History

United States
- Name: Samuel Ashe
- Namesake: Samuel Ashe
- Owner: War Shipping Administration (WSA)
- Operator: American South African Line, Inc.
- Ordered: as a Type EC2-S-C1 hull, MCE hull 164
- Builder: North Carolina Shipbuilding Company, Wilmington, North Carolina
- Cost: $861,000
- Yard number: 20
- Way number: 2
- Laid down: 12 July 1942
- Launched: 17 September 1942
- Sponsored by: Miss Shirley Jean Beasley
- Completed: 16 October 1943
- Identification: Call sign: KFOP; ;
- Fate: Laid up in the, James River Reserve Fleet, Jones Point, New York, 6 January 1948; Laid up in the, Hudson River Reserve Fleet, Jones Point, New York, 23 May 1953; Sold for scrapping, 27 May 1968, withdrawn from fleet, 30 June 1969;

General characteristics
- Class & type: Liberty ship; type EC2-S-C1, standard;
- Tonnage: 10,865 LT DWT; 7,176 GRT;
- Displacement: 3,380 long tons (3,434 t) (light); 14,245 long tons (14,474 t) (max);
- Length: 441 feet 6 inches (135 m) oa; 416 feet (127 m) pp; 427 feet (130 m) lwl;
- Beam: 57 feet (17 m)
- Draft: 27 ft 9.25 in (8.4646 m)
- Installed power: 2 × Oil fired 450 °F (232 °C) boilers, operating at 220 psi (1,500 kPa); 2,500 hp (1,900 kW);
- Propulsion: 1 × triple-expansion steam engine, (manufactured by General Machinery Corp., Hamilton, Ohio); 1 × screw propeller;
- Speed: 11.5 knots (21.3 km/h; 13.2 mph)
- Capacity: 562,608 cubic feet (15,931 m^{3}) (grain); 499,573 cubic feet (14,146 m^{3}) (bale);
- Complement: 38–62 USMM; 21–40 USNAG;
- Armament: Varied by ship; Bow-mounted 3-inch (76 mm)/50-caliber gun; Stern-mounted 4-inch (102 mm)/50-caliber gun; 2–8 × single 20-millimeter (0.79 in) Oerlikon anti-aircraft (AA) cannons and/or,; 2–8 × 37-millimeter (1.46 in) M1 AA guns;

= SS Samuel Ashe =

World War II Liberty ship of the United States

SS Samuel Ashe was a Liberty ship built in the United States during World War II. She was named after Samuel Ashe the ninth Governor of the US state of North Carolina from 1795 to 1798. He was also one of the first three judges of the North Carolina Superior Court in 1787.

==Construction==
Samuel Ashe was laid down 17 July 1942, under a Maritime Commission (MARCOM) contract, MC hull 164, by the North Carolina Shipbuilding Company, Wilmington, North Carolina: she was launched 17 September 1942, sponsored by Miss Shirley Jean Beasley, the daughter of E.O. Beasley, the foreman of welders at NCSB.

==History==
She was allocated to American South African Line, Inc., on 29 September 1942. Among her missions was repatriating part of the US 1269th Engineer Combat Battalion stateside from Antwerp in August 1945.

On 6 January 1948, she was laid up in the James River Reserve Fleet, Jones Point, New York.
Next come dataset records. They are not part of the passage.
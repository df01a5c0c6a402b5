//! Test factory for creating Serenity Message objects.

use serenity::all::Message;

/// Creates a test Serenity Message authored by `author_id`.
///
/// # Arguments
/// - `message_id` - Discord message ID (snowflake)
/// - `author_id` - Discord user ID of the author
/// - `embeds` - Raw embed JSON values (see `embed::embed_json`)
///
/// # Returns
/// - `Message` - A valid Serenity Message struct for testing
///
/// # Panics
/// - If the JSON cannot be deserialized into a Message (indicates invalid test data)
pub fn create_test_message(
    message_id: u64,
    author_id: u64,
    embeds: Vec<serde_json::Value>,
) -> Message {
    serde_json::from_value(serde_json::json!({
        "id": message_id.to_string(),
        "channel_id": "200000000000000000",
        "author": {
            "id": author_id.to_string(),
            "username": format!("user{}", author_id),
            "discriminator": "0",
            "global_name": null,
            "avatar": null,
            "bot": false,
        },
        "content": "",
        "timestamp": "2024-01-01T00:00:00.000000+00:00",
        "edited_timestamp": null,
        "tts": false,
        "mention_everyone": false,
        "mentions": [],
        "mention_roles": [],
        "attachments": [],
        "embeds": embeds,
        "reactions": [],
        "pinned": false,
        "type": 0,
        "flags": 0,
        "components": [],
        "sticker_items": [],
    }))
    .expect("Failed to create test message - invalid JSON structure")
}
use sea_orm_migration::{prelude::*, schema::*};

#[derive(DeriveMigrationName)]
pub struct Migration;

#[async_trait::async_trait]
impl MigrationTrait for Migration {
    async fn up(&self, manager: &SchemaManager) -> Result<(), DbErr> {
        manager
            .create_table(
                Table::create()
                    .table(CommandCount::Table)
                    .if_not_exists()
                    .col(pk_auto(CommandCount::Id))
                    .col(string(CommandCount::Name).unique_key())
                    .col(big_integer(CommandCount::Count).default(0))
                    .to_owned(),
            )
            .await
    }

    async fn down(&self, manager: &SchemaManager) -> Result<(), DbErr> {
        manager
            .drop_table(Table::drop().table(CommandCount::Table).to_owned())
            .await
    }
}

#[derive(DeriveIden)]
enum CommandCount {
    Table,
    Id,
    Name,
    Count,
}
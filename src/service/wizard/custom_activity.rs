use serenity::all::{
    ButtonStyle, CreateActionRow, CreateButton, CreateInputText, CreateModal, InputTextStyle,
};

use crate::{
    error::wizard::WizardError,
    model::{
        activity::{Activity, MAX_MEMBERS_LIMIT, SUBTITLE_MAX_LEN, TITLE_MAX_LEN},
        notice::{Notice, FAIL_COLOR, INFO_COLOR_2},
        wizard::{activity_custom_id, custom_id, Route, WizardStep},
    },
    service::wizard::{ModalInputs, WizardReply},
};

pub const TITLE_INPUT: &str = "activityTitle";
pub const SUBTITLE_INPUT: &str = "activitySubtitle";
pub const MAX_MEMBERS_INPUT: &str = "activityMaxMembers";

/// Opens the custom activity modal.
///
/// When reopened from the verification step the payload carries the activity
/// entered last time and the inputs are prefilled with it.
pub fn open_custom_modal(payload: Option<&str>) -> WizardReply {
    let prefill = payload.and_then(Activity::from_payload);

    let mut title = CreateInputText::new(InputTextStyle::Short, "Activity Title", TITLE_INPUT)
        .placeholder("The name of the game or event")
        .min_length(1)
        .max_length(TITLE_MAX_LEN as u16)
        .required(true);
    let mut subtitle =
        CreateInputText::new(InputTextStyle::Short, "Activity Subtitle", SUBTITLE_INPUT)
            .placeholder("The specific activity within the game or event")
            .max_length(SUBTITLE_MAX_LEN as u16)
            .required(false);
    let mut max_members =
        CreateInputText::new(InputTextStyle::Short, "Maximum Members", MAX_MEMBERS_INPUT)
            .placeholder(format!("A number from 1 to {MAX_MEMBERS_LIMIT}"))
            .min_length(1)
            .max_length(2)
            .required(true);

    if let Some(activity) = prefill {
        title = title.value(activity.title);
        subtitle = subtitle.value(activity.subtitle);
        max_members = max_members.value(activity.max_members.to_string());
    }

    WizardReply::Modal(
        CreateModal::new(
            custom_id(Route::Wizard(WizardStep::VerifyCustomActivity), None),
            "Create Custom Activity",
        )
        .components(vec![
            CreateActionRow::InputText(title),
            CreateActionRow::InputText(subtitle),
            CreateActionRow::InputText(max_members),
        ]),
    )
}

/// Validates the custom activity modal.
///
/// # Returns
/// - `Ok(WizardReply)` - Summary with continue/edit buttons, or the list of problems
///   with a button to try again
/// - `Err(WizardError::MissingModalField)` - The submission lacks an input
pub fn verify_custom_activity(inputs: &ModalInputs) -> Result<WizardReply, WizardError> {
    let title = inputs.required(TITLE_INPUT)?;
    let subtitle = inputs.optional(SUBTITLE_INPUT);
    let max_members = inputs.required(MAX_MEMBERS_INPUT)?;

    let activity = match Activity::from_custom_input(title, subtitle, max_members) {
        Ok(activity) => activity,
        Err(problems) => {
            let retry = CreateButton::new(custom_id(
                Route::Wizard(WizardStep::CreateCustomEvent),
                None,
            ))
            .label("Try Again")
            .style(ButtonStyle::Primary);

            return Ok(WizardReply::Ephemeral {
                notice: Notice::new(FAIL_COLOR, "Invalid custom activity.")
                    .description(problems.join("\n")),
                components: vec![CreateActionRow::Buttons(vec![retry])],
            });
        }
    };

    let proceed = CreateButton::new(activity_custom_id(WizardStep::Finalize, &activity))
        .label("Yes, continue")
        .style(ButtonStyle::Success);
    let edit = CreateButton::new(activity_custom_id(WizardStep::CreateCustomEvent, &activity))
        .label("Edit Custom Activity")
        .style(ButtonStyle::Secondary);

    Ok(WizardReply::Ephemeral {
        notice: Notice::new(INFO_COLOR_2, "Is this the activity you want to create?")
            .field("Activity:", activity.label(), true)
            .field("Maximum Members:", activity.max_members.to_string(), true),
        components: vec![CreateActionRow::Buttons(vec![proceed, edit])],
    })
}
//! Discord gateway integration.
//!
//! The bot registers the `/setup` and `/delete` slash commands on ready and
//! dispatches every interaction to a handler that sends exactly one response:
//! - slash commands by command name (`handler::command`)
//! - buttons and select menus by custom ID prefix (`handler::component`)
//! - modal submissions by custom ID prefix (`handler::modal`)
//!
//! # Gateway Intents
//!
//! Only `GUILDS` is required. Interactions arrive regardless of intents and message
//! contents are fetched over HTTP, so no privileged intent is needed.

pub mod command;
pub mod handler;
pub mod router;
pub mod start;
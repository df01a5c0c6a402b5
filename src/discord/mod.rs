//! Channel operations the bot performs against Discord.
//!
//! Flows talk to Discord through `DiscordChannels` so they can run against an
//! in-memory fake in tests. `SerenityChannels` is the production implementation
//! backed by the serenity HTTP client.

#[cfg(test)]
pub mod fake;

use std::sync::Arc;

use serde_json::json;
use serenity::{
    all::{
        ChannelId, CreateMessage, EditMessage, Embed, GetMessages, MessageId,
        PermissionOverwrite, PermissionOverwriteType, Permissions, RoleId,
    },
    async_trait,
    http::Http,
};

use crate::{error::AppError, model::message::ChannelMessage};

/// Number of messages fetched when inspecting a channel before cleanup.
pub const MESSAGE_PAGE_LIMIT: u8 = 100;

#[async_trait]
pub trait DiscordChannels: Send + Sync {
    /// Fetches up to `limit` of the most recent messages in a channel, newest first.
    async fn recent_messages(
        &self,
        channel_id: ChannelId,
        limit: u8,
    ) -> Result<Vec<ChannelMessage>, AppError>;

    /// Sends a message and returns its id.
    async fn send_message(
        &self,
        channel_id: ChannelId,
        message: CreateMessage,
    ) -> Result<MessageId, AppError>;

    /// Fetches one message and returns its first embed, if it has any.
    async fn message_embed(
        &self,
        channel_id: ChannelId,
        message_id: MessageId,
    ) -> Result<Option<Embed>, AppError>;

    async fn edit_message(
        &self,
        channel_id: ChannelId,
        message_id: MessageId,
        message: EditMessage,
    ) -> Result<(), AppError>;

    /// Deletes messages, recording `reason` in the audit log.
    async fn delete_messages(
        &self,
        channel_id: ChannelId,
        message_ids: &[MessageId],
        reason: &str,
    ) -> Result<(), AppError>;

    async fn pin_message(
        &self,
        channel_id: ChannelId,
        message_id: MessageId,
        reason: &str,
    ) -> Result<(), AppError>;

    /// Allows or denies `SEND_MESSAGES` for a role through a channel overwrite.
    async fn set_send_messages(
        &self,
        channel_id: ChannelId,
        role_id: RoleId,
        allow: bool,
    ) -> Result<(), AppError>;
}

/// `DiscordChannels` over the serenity HTTP client.
pub struct SerenityChannels {
    http: Arc<Http>,
}

impl SerenityChannels {
    pub fn new(http: Arc<Http>) -> Self {
        Self { http }
    }
}

#[async_trait]
impl DiscordChannels for SerenityChannels {
    async fn recent_messages(
        &self,
        channel_id: ChannelId,
        limit: u8,
    ) -> Result<Vec<ChannelMessage>, AppError> {
        let messages = channel_id
            .messages(self.http.as_ref(), GetMessages::new().limit(limit))
            .await?;

        Ok(messages.iter().map(ChannelMessage::from_message).collect())
    }

    async fn send_message(
        &self,
        channel_id: ChannelId,
        message: CreateMessage,
    ) -> Result<MessageId, AppError> {
        let sent = channel_id.send_message(self.http.as_ref(), message).await?;

        Ok(sent.id)
    }

    async fn message_embed(
        &self,
        channel_id: ChannelId,
        message_id: MessageId,
    ) -> Result<Option<Embed>, AppError> {
        let message = channel_id.message(self.http.as_ref(), message_id).await?;

        Ok(message.embeds.into_iter().next())
    }

    async fn edit_message(
        &self,
        channel_id: ChannelId,
        message_id: MessageId,
        message: EditMessage,
    ) -> Result<(), AppError> {
        channel_id
            .edit_message(self.http.as_ref(), message_id, message)
            .await?;

        Ok(())
    }

    async fn delete_messages(
        &self,
        channel_id: ChannelId,
        message_ids: &[MessageId],
        reason: &str,
    ) -> Result<(), AppError> {
        // Bulk delete rejects fewer than two ids
        match message_ids {
            [] => {}
            [message_id] => {
                self.http
                    .delete_message(channel_id, *message_id, Some(reason))
                    .await?
            }
            _ => {
                self.http
                    .delete_messages(channel_id, &json!({ "messages": message_ids }), Some(reason))
                    .await?
            }
        }

        Ok(())
    }

    async fn pin_message(
        &self,
        channel_id: ChannelId,
        message_id: MessageId,
        reason: &str,
    ) -> Result<(), AppError> {
        self.http
            .pin_message(channel_id, message_id, Some(reason))
            .await?;

        Ok(())
    }

    async fn set_send_messages(
        &self,
        channel_id: ChannelId,
        role_id: RoleId,
        allow: bool,
    ) -> Result<(), AppError> {
        let (allow, deny) = if allow {
            (Permissions::SEND_MESSAGES, Permissions::empty())
        } else {
            (Permissions::empty(), Permissions::SEND_MESSAGES)
        };

        channel_id
            .create_permission(
                self.http.as_ref(),
                PermissionOverwrite {
                    allow,
                    deny,
                    kind: PermissionOverwriteType::Role(role_id),
                },
            )
            .await?;

        Ok(())
    }
}
use serenity::all::{Client, GatewayIntents};

use crate::{bot::handler::Handler, config::Config, error::AppError, state::AppState};

/// Connects the bot to Discord and runs until shutdown.
///
/// # Arguments
/// - `config` - Application configuration holding the bot token
/// - `state` - Shared state handed to every interaction handler
///
/// # Returns
/// - `Ok(())` if the bot shuts down cleanly
/// - `Err(AppError)` if bot initialization or connection fails
pub async fn start_bot(config: &Config, state: AppState) -> Result<(), AppError> {
    let intents = GatewayIntents::GUILDS;

    let handler = Handler::new(state, config.dev_guild_id);

    let mut client = Client::builder(&config.discord_bot_token, intents)
        .event_handler(handler)
        .await?;

    tracing::info!("Starting Discord bot...");

    client.start().await?;

    Ok(())
}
She was laid up in the, Hudson River Reserve Fleet, Jones Point, New York, 23 May 1953.

On 11 June 1953, she was withdrawn from the fleet to be loaded with grain under the "Grain Program 1953", she returned loaded with grain on 25 June 1953. She was withdrawn from the fleet on 2 July 1956, to have the grain unloaded, she returned reloaded on 24 July 1956. On 3 January 1958, she was withdrawn from the fleet to be unloaded, she returned empty on 13 January 1958. She was withdrawn from the fleet on 8 September 1958, to be loaded with grain, she returned loaded with grain on 17 September 1958. She was withdrawn from the fleet on 22 December 1959, to have the grain unloaded, she returned empty on 30 December 1959. She was withdrawn from the fleet on 10 October 1960, to be loaded with grain, she returned loaded with grain on 29 October 1960. She was withdrawn from the fleet on 12 April 1960, to have the grain unloaded, she returned empty on 20 April 1963.

She was sold for scrapping, on 27 May 1968, to Northern Metals Co. She was removed from the fleet on 30 June 1969.